# [Aim of the exercise]
An exact reproduction of all the entries is the expected answer.

# [Provided records]
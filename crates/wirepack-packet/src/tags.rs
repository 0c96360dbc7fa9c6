/// Marker and footer byte shared by every frame. The marker is a structural
/// sanity check, the footer a desync detector — neither carries data, and no
/// resynchronization scan is ever performed on them.
pub const SEPARATOR: u8 = 0x5E;

/// Closed enumeration of frame type bytes, plus two classification
/// sentinels that never appear on the wire.
#[derive(Debug, Clone, Copy, PartialEq, Eq)]
#[repr(u8)]
pub enum PacketType {
    BooleanTrue = 0x01,
    BooleanFalse = 0x02,
    /// Magnitude as `u32`; the sign lives entirely in the tag.
    PositiveInteger = 0x03,
    NegativeInteger = 0x04,
    /// IEEE-754 double, little-endian.
    Double = 0x05,
    /// Epoch milliseconds in a `Double`-shaped payload.
    Date = 0x06,
    Null = 0x07,
    Undefined = 0x08,
    /// UTF-8 bytes.
    String = 0x09,
    /// Raw bytes.
    Buffer = 0x0A,
    /// `u32` element count, then concatenated self-framed elements.
    ArrayWithSize = 0x0B,
    /// 1-byte element-kind shortcode, then raw bytes.
    ArrayBufferWithSize = 0x0C,
    /// UTF-8 text produced by the pluggable object format.
    ObjectStringified = 0x0D,

    /// Sentinel: marker mismatch or unrecognized type byte. Terminal.
    NotValid = 0xFE,
    /// Sentinel: not enough bytes yet to classify the frame. Retry later.
    PartialHeader = 0xFF,
}

impl PacketType {
    /// Classify a wire type byte. Sentinel values are not wire bytes.
    pub fn from_wire(byte: u8) -> Option<Self> {
        Some(match byte {
            0x01 => Self::BooleanTrue,
            0x02 => Self::BooleanFalse,
            0x03 => Self::PositiveInteger,
            0x04 => Self::NegativeInteger,
            0x05 => Self::Double,
            0x06 => Self::Date,
            0x07 => Self::Null,
            0x08 => Self::Undefined,
            0x09 => Self::String,
            0x0A => Self::Buffer,
            0x0B => Self::ArrayWithSize,
            0x0C => Self::ArrayBufferWithSize,
            0x0D => Self::ObjectStringified,
            _ => return None,
        })
    }

    /// The byte written to the wire for this type.
    pub fn to_wire(self) -> u8 {
        self as u8
    }

    /// Fixed-size types imply their content size from the tag alone.
    pub fn fixed_content_size(self) -> Option<usize> {
        match self {
            Self::Null | Self::Undefined | Self::BooleanTrue | Self::BooleanFalse => Some(0),
            Self::PositiveInteger | Self::NegativeInteger => Some(4),
            Self::Double | Self::Date => Some(8),
            _ => None,
        }
    }

    /// Dynamic-size types carry an explicit 4-byte content length.
    pub fn is_dynamic_size(self) -> bool {
        matches!(
            self,
            Self::String
                | Self::Buffer
                | Self::ArrayWithSize
                | Self::ArrayBufferWithSize
                | Self::ObjectStringified
        )
    }
}

/// Element kind of an `ArrayBufferWithSize` payload.
///
/// Shortcode 0 is an untyped byte view; the rest identify the numeric
/// element type of a typed view over the raw bytes.
#[derive(Debug, Clone, Copy, PartialEq, Eq)]
#[repr(u8)]
pub enum ViewKind {
    Bytes = 0,
    I8 = 1,
    U8 = 2,
    I16 = 3,
    U16 = 4,
    I32 = 5,
    U32 = 6,
    F32 = 7,
    F64 = 8,
}

impl ViewKind {
    pub fn from_wire(byte: u8) -> Option<Self> {
        Some(match byte {
            0 => Self::Bytes,
            1 => Self::I8,
            2 => Self::U8,
            3 => Self::I16,
            4 => Self::U16,
            5 => Self::I32,
            6 => Self::U32,
            7 => Self::F32,
            8 => Self::F64,
            _ => return None,
        })
    }

    pub fn to_wire(self) -> u8 {
        self as u8
    }

    /// Bytes per element of this view kind.
    pub fn element_size(self) -> usize {
        match self {
            Self::Bytes | Self::I8 | Self::U8 => 1,
            Self::I16 | Self::U16 => 2,
            Self::I32 | Self::U32 | Self::F32 => 4,
            Self::F64 => 8,
        }
    }
}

# [Answer box]
filename crates/wirepack-packet/src/tags.rs
repository 0c96360dbc7fa9c6
/// Marker and footer byte shared by every frame. The marker is a structural
/// sanity check, the footer a desync detector — neither carries data, and no
/// resynchronization scan is ever performed on them.
pub const SEPARATOR: u8 = 0x5E;

/// Closed enumeration of frame type bytes, plus two classification
/// sentinels that never appear on the wire.
#[derive(Debug, Clone, Copy, PartialEq, Eq)]
#[repr(u8)]
pub enum PacketType {
    BooleanTrue = 0x01,
    BooleanFalse = 0x02,
    /// Magnitude as `u32`; the sign lives entirely in the tag.
    PositiveInteger = 0x03,
    NegativeInteger = 0x04,
    /// IEEE-754 double, little-endian.
    Double = 0x05,
    /// Epoch milliseconds in a `Double`-shaped payload.
    Date = 0x06,
    Null = 0x07,
    Undefined = 0x08,
    /// UTF-8 bytes.
    String = 0x09,
    /// Raw bytes.
    Buffer = 0x0A,
    /// `u32` element count, then concatenated self-framed elements.
    ArrayWithSize = 0x0B,
    /// 1-byte element-kind shortcode, then raw bytes.
    ArrayBufferWithSize = 0x0C,
    /// UTF-8 text produced by the pluggable object format.
    ObjectStringified = 0x0D,

    /// Sentinel: marker mismatch or unrecognized type byte. Terminal.
    NotValid = 0xFE,
    /// Sentinel: not enough bytes yet to classify the frame. Retry later.
    PartialHeader = 0xFF,
}

impl PacketType {
    /// Classify a wire type byte. Sentinel values are not wire bytes.
    pub fn from_wire(byte: u8) -> Option<Self> {
        Some(match byte {
            0x01 => Self::BooleanTrue,
            0x02 => Self::BooleanFalse,
            0x03 => Self::PositiveInteger,
            0x04 => Self::NegativeInteger,
            0x05 => Self::Double,
            0x06 => Self::Date,
            0x07 => Self::Null,
            0x08 => Self::Undefined,
            0x09 => Self::String,
            0x0A => Self::Buffer,
            0x0B => Self::ArrayWithSize,
            0x0C => Self::ArrayBufferWithSize,
            0x0D => Self::ObjectStringified,
            _ => return None,
        })
    }

    /// The byte written to the wire for this type.
    pub fn to_wire(self) -> u8 {
        self as u8
    }

    /// Fixed-size types imply their content size from the tag alone.
    pub fn fixed_content_size(self) -> Option<usize> {
        match self {
            Self::Null | Self::Undefined | Self::BooleanTrue | Self::BooleanFalse => Some(0),
            Self::PositiveInteger | Self::NegativeInteger => Some(4),
            Self::Double | Self::Date => Some(8),
            _ => None,
        }
    }

    /// Dynamic-size types carry an explicit 4-byte content length.
    pub fn is_dynamic_size(self) -> bool {
        matches!(
            self,
            Self::String
                | Self::Buffer
                | Self::ArrayWithSize
                | Self::ArrayBufferWithSize
                | Self::ObjectStringified
        )
    }
}

/// Element kind of an `ArrayBufferWithSize` payload.
///
/// Shortcode 0 is an untyped byte view; the rest identify the numeric
/// element type of a typed view over the raw bytes.
#[derive(Debug, Clone, Copy, PartialEq, Eq)]
#[repr(u8)]
pub enum ViewKind {
    Bytes = 0,
    I8 = 1,
    U8 = 2,
    I16 = 3,
    U16 = 4,
    I32 = 5,
    U32 = 6,
    F32 = 7,
    F64 = 8,
}

impl ViewKind {
    pub fn from_wire(byte: u8) -> Option<Self> {
        Some(match byte {
            0 => Self::Bytes,
            1 => Self::I8,
            2 => Self::U8,
            3 => Self::I16,
            4 => Self::U16,
            5 => Self::I32,
            6 => Self::U32,
            7 => Self::F32,
            8 => Self::F64,
            _ => return None,
        })
    }

    pub fn to_wire(self) -> u8 {
        self as u8
    }

    /// Bytes per element of this view kind.
    pub fn element_size(self) -> usize {
        match self {
            Self::Bytes | Self::I8 | Self::U8 => 1,
            Self::I16 | Self::U16 => 2,
            Self::I32 | Self::U32 | Self::F32 => 4,
            Self::F64 => 8,
        }
    }
}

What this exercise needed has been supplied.